## BRIEF
After finding the line containing "darts.push(make_dart(store, &region.frame, e, true));" below, please output that line and each following one through the line containing "let owner = outers", exactly as written.

════════════════════

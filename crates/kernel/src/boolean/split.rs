//! Splitting operand faces into fragments along section and in-face edges.
//!
//! Each planar face is rebuilt as a graph of directed edge uses (darts):
//! boundary darts keep the direction of the input loops, internal edges
//! contribute a dart each way. Loops are traced by always taking the
//! smallest clockwise turn from the reverse of the arrival direction,
//! which keeps the enclosed region on the left.

use std::collections::{HashMap, HashSet};
use std::f64::consts::{PI, TAU};

use tracing::{debug, info, instrument};

use super::ds::{DataStructure, EntityId, Ranks};
use super::history::HistoryCollector;
use super::interference::{FaceRegion, InterferenceTable};
use super::options::Tuning;
use super::pave::PaveTable;
use super::progress::{ProgressToken, Stage};
use super::report::{BooleanError, Report, WarningKind};
use crate::geometry::curves::Curve;
use crate::geometry::point::Point2d;
use crate::geometry::polygon::{self, Containment};
use crate::geometry::Evaluable;
use crate::topology::brep::*;
use crate::topology::shape::{EntityKind, EntityRef};

/// A face of the split operands: either an input face kept as is or a
/// new face covering part of one.
#[derive(Debug, Clone, PartialEq)]
pub struct FaceFragment {
    pub source: EntityId,
    pub face: FaceId,
    pub ranks: Ranks,
    pub original: bool,
}

/// Directed use of a result edge inside one face.
#[derive(Debug, Clone)]
struct Dart {
    edge: EdgeId,
    forward: bool,
    from: VertexId,
    to: VertexId,
    /// Angle of the leaving direction at `from`.
    out_angle: f64,
    /// Angle of the arriving direction at `to`.
    in_angle: f64,
    /// Polyline from `from`, excluding `to`.
    points: Vec<Point2d>,
}

fn make_dart(store: &EntityStore, frame: &FaceFrame, edge: EdgeId, forward: bool) -> Dart {
    let e = &store.edges[edge];
    let n = match e.curve {
        Curve::Line(_) => 1,
        Curve::Circle(_) => 16,
    };
    let mut samples = e.curve.sample(e.t_start, e.t_end, n);
    let (from, to, t_from, t_to, sign) = if forward {
        (e.start_vertex, e.end_vertex, e.t_start, e.t_end, 1.0)
    } else {
        samples.reverse();
        (e.end_vertex, e.start_vertex, e.t_end, e.t_start, -1.0)
    };
    samples.pop();
    let angle = |t: f64| {
        let (dx, dy) = frame.direction_2d(&(e.curve.derivative_at(t) * sign));
        dy.atan2(dx)
    };
    Dart {
        edge,
        forward,
        from,
        to,
        out_angle: angle(t_from),
        in_angle: angle(t_to),
        points: samples.iter().map(|p| frame.to_2d(p)).collect(),
    }
}

/// A traced loop: dart indices and its polygon.
struct TracedLoop {
    darts: Vec<usize>,
    ring: Vec<Point2d>,
    area: f64,
}

pub struct FaceSplitter<'a> {
    pub tuning: &'a Tuning,
    pub progress: &'a ProgressToken,
}

impl FaceSplitter<'_> {
    /// Fragments of every operand face, in registration order.
    #[instrument(skip_all)]
    pub fn split_all(
        &self,
        store: &mut EntityStore,
        ds: &DataStructure,
        table: &InterferenceTable,
        paves: &PaveTable,
        history: &mut HistoryCollector,
        report: &mut Report,
    ) -> Result<Vec<FaceFragment>, BooleanError> {
        let mut internal: HashMap<EntityId, Vec<EntityId>> = HashMap::new();
        for section in &table.sections {
            for &f in &section.faces {
                internal.entry(f).or_default().push(section.edge);
            }
        }
        for (e, f) in table.edges_in_faces() {
            internal.entry(f).or_default().push(e);
        }

        let faces: Vec<EntityId> = ds
            .ids_of_kind(EntityKind::Face)
            .filter(|&f| !ds.ranks(f).is_new())
            .collect();
        let mut fragments = Vec::new();
        for (i, &f) in faces.iter().enumerate() {
            if i % self.tuning.batch_size.max(1) == 0 {
                self.progress.check(Stage::Classification)?;
            }
            let extra = internal.get(&f).map(Vec::as_slice).unwrap_or(&[]);
            fragments.extend(self.split_face(store, ds, paves, history, report, f, extra));
        }
        info!(faces = faces.len(), fragments = fragments.len(), "faces split");
        Ok(fragments)
    }

    #[allow(clippy::too_many_arguments)]
    fn split_face(
        &self,
        store: &mut EntityStore,
        ds: &DataStructure,
        paves: &PaveTable,
        history: &mut HistoryCollector,
        report: &mut Report,
        f: EntityId,
        internal_edges: &[EntityId],
    ) -> Vec<FaceFragment> {
        let ranks = ds.ranks(f);
        let Some(face_id) = ds.face(f) else { return vec![] };
        let original = vec![FaceFragment {
            source: f,
            face: face_id,
            ranks,
            original: true,
        }];

        let mut boundary: Vec<Vec<(EdgeId, bool)>> = Vec::new();
        let mut changed = false;
        for loop_id in store.face_loops(face_id).collect::<Vec<_>>() {
            let mut uses = Vec::new();
            for &he in &store.loops[loop_id].half_edges {
                let he = store.half_edges[he];
                let Some(e) = ds.id_of(EntityRef::Edge(he.edge)) else { continue };
                changed |= paves.is_split(ds, e);
                uses.extend(paves.edge_images(e, he.forward));
            }
            boundary.push(uses);
        }
        let on_boundary: HashSet<EdgeId> = boundary.iter().flatten().map(|(e, _)| *e).collect();

        let region = FaceRegion::of(store, face_id);
        let mut inner: Vec<EdgeId> = Vec::new();
        for &e in internal_edges {
            for &b in paves.blocks_of(e) {
                let block = paves.block(b);
                let Some((edge, _)) = block.result else { continue };
                if on_boundary.contains(&edge) || inner.contains(&edge) {
                    continue;
                }
                if let Some(region) = &region {
                    let Some(src) = ds.edge(block.edge) else { continue };
                    let mid = store.edges[src].curve.point_at(0.5 * (block.start.t + block.end.t));
                    if region.containment(&mid, block.tolerance + ds.fuzzy()) != Containment::Inside {
                        continue;
                    }
                }
                inner.push(edge);
            }
        }

        if !changed && inner.is_empty() {
            return original;
        }
        let Some(region) = region else {
            report.push(
                WarningKind::IntersectionFailed,
                vec![EntityRef::Face(face_id)],
                "curved face crossed by other operand kept unsplit",
            );
            return original;
        };

        let mut darts: Vec<Dart> = boundary
            .iter()
            .flatten()
            .map(|&(e, fwd)| make_dart(store, &region.frame, e, fwd))
            .collect();
        for e in prune_dangling(store, &on_boundary, inner) {
            darts.push(make_dart(store, &region.frame, e, true));
            darts.push(make_dart(store, &region.frame, e, false));
        }

        let loops = self.trace(&darts, report, face_id);
        let face = &store.faces[face_id];
        let (surface, same_sense, tolerance) = (face.surface.clone(), face.same_sense, ds.tolerance(f));

        let (outers, holes): (Vec<&TracedLoop>, Vec<&TracedLoop>) = loops
            .iter()
            .filter(|l| l.area.abs() > tolerance * tolerance)
            .partition(|l| l.area > 0.0);
        let mut hole_lists: Vec<Vec<&TracedLoop>> = vec![Vec::new(); outers.len()];
        for hole in holes {
            let probe = hole.ring[0];
            let owner = outers
                .iter()
                .enumerate()
                .filter(|(_, o)| polygon::point_in_ring(&probe, &o.ring, tolerance) == Containment::Inside)
                .min_by(|a, b| a.1.area.total_cmp(&b.1.area))
                .map(|(i, _)| i);
            match owner {
                Some(i) => hole_lists[i].push(hole),
                None => debug!(face = ?face_id, "hole loop without an enclosing outer loop dropped"),
            }
        }

        let uses_of = |l: &TracedLoop| -> Vec<(EdgeId, bool)> {
            l.darts.iter().map(|&d| (darts[d].edge, darts[d].forward)).collect()
        };
        let mut out = Vec::with_capacity(outers.len());
        for (outer, holes) in outers.iter().zip(hole_lists) {
            let outer_loop = store.add_loop(&uses_of(outer));
            let inner_loops = holes.iter().map(|h| store.add_loop(&uses_of(h))).collect();
            let new_face = store.add_face(surface.clone(), same_sense, outer_loop, inner_loops, tolerance);
            history.add_image(EntityRef::Face(face_id), EntityRef::Face(new_face));
            out.push(FaceFragment {
                source: f,
                face: new_face,
                ranks,
                original: false,
            });
        }
        debug!(face = ?face_id, fragments = out.len(), "face split");
        out
    }

    /// Trace every dart into closed loops.
    fn trace(&self, darts: &[Dart], report: &mut Report, face: FaceId) -> Vec<TracedLoop> {
        let mut outgoing: HashMap<VertexId, Vec<usize>> = HashMap::new();
        for (i, d) in darts.iter().enumerate() {
            outgoing.entry(d.from).or_default().push(i);
        }
        let tie = self.tuning.turning_angle_tie;
        let mut ambiguous = false;
        let next = |d: usize, ambiguous: &mut bool| -> Option<usize> {
            let dart = &darts[d];
            let back = dart.in_angle + PI;
            let mut best: Vec<(f64, usize)> = outgoing
                .get(&dart.to)?
                .iter()
                .filter(|&&c| !(darts[c].edge == dart.edge && darts[c].forward != dart.forward) || darts[c].from == darts[c].to)
                .map(|&c| {
                    let mut cw = (back - darts[c].out_angle).rem_euclid(TAU);
                    if cw <= tie {
                        cw += TAU;
                    }
                    (cw, c)
                })
                .collect();
            if best.is_empty() {
                // Only the way back is left.
                return outgoing[&dart.to]
                    .iter()
                    .copied()
                    .find(|&c| darts[c].edge == dart.edge);
            }
            best.sort_by(|a, b| a.0.total_cmp(&b.0));
            if best.len() > 1 && best[1].0 - best[0].0 <= tie {
                *ambiguous = true;
            }
            Some(best[0].1)
        };

        let mut used = vec![false; darts.len()];
        let mut loops = Vec::new();
        for start in 0..darts.len() {
            if used[start] {
                continue;
            }
            let mut path = vec![start];
            used[start] = true;
            let mut d = start;
            let closed = loop {
                match next(d, &mut ambiguous) {
                    Some(n) if n == start => break true,
                    Some(n) if !used[n] && path.len() < darts.len() => {
                        used[n] = true;
                        path.push(n);
                        d = n;
                    }
                    _ => break false,
                }
            };
            if !closed {
                ambiguous = true;
                continue;
            }
            let ring: Vec<Point2d> = path.iter().flat_map(|&i| darts[i].points.iter().copied()).collect();
            let area = polygon::signed_area(&ring);
            loops.push(TracedLoop { darts: path, ring, area });
        }
        if ambiguous {
            report.push(
                WarningKind::AssemblyAmbiguous,
                vec![EntityRef::Face(face)],
                "face loops traced through an ambiguous turn",
            );
        }
        loops
    }
}

/// Drop internal edges with a free end, repeatedly.
fn prune_dangling(store: &EntityStore, boundary: &HashSet<EdgeId>, mut inner: Vec<EdgeId>) -> Vec<EdgeId> {
    loop {
        let mut degree: HashMap<VertexId, usize> = HashMap::new();
        for &e in boundary.iter().chain(inner.iter()) {
            let edge = &store.edges[e];
            *degree.entry(edge.start_vertex).or_default() += 1;
            *degree.entry(edge.end_vertex).or_default() += 1;
        }
        let before = inner.len();
        inner.retain(|&e| {
            let edge = &store.edges[e];
            degree[&edge.start_vertex] > 1 && degree[&edge.end_vertex] > 1
        });
        if inner.len() == before {
            return inner;
        }
    }
}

════════════════════

## TASK OUTPUT
            darts.push(make_dart(store, &region.frame, e, true));
            darts.push(make_dart(store, &region.frame, e, false));
        }

        let loops = self.trace(&darts, report, face_id);
        let face = &store.faces[face_id];
        let (surface, same_sense, tolerance) = (face.surface.clone(), face.same_sense, ds.tolerance(f));

        let (outers, holes): (Vec<&TracedLoop>, Vec<&TracedLoop>) = loops
            .iter()
            .filter(|l| l.area.abs() > tolerance * tolerance)
            .partition(|l| l.area > 0.0);
        let mut hole_lists: Vec<Vec<&TracedLoop>> = vec![Vec::new(); outers.len()];
        for hole in holes {
            let probe = hole.ring[0];
            let owner = outers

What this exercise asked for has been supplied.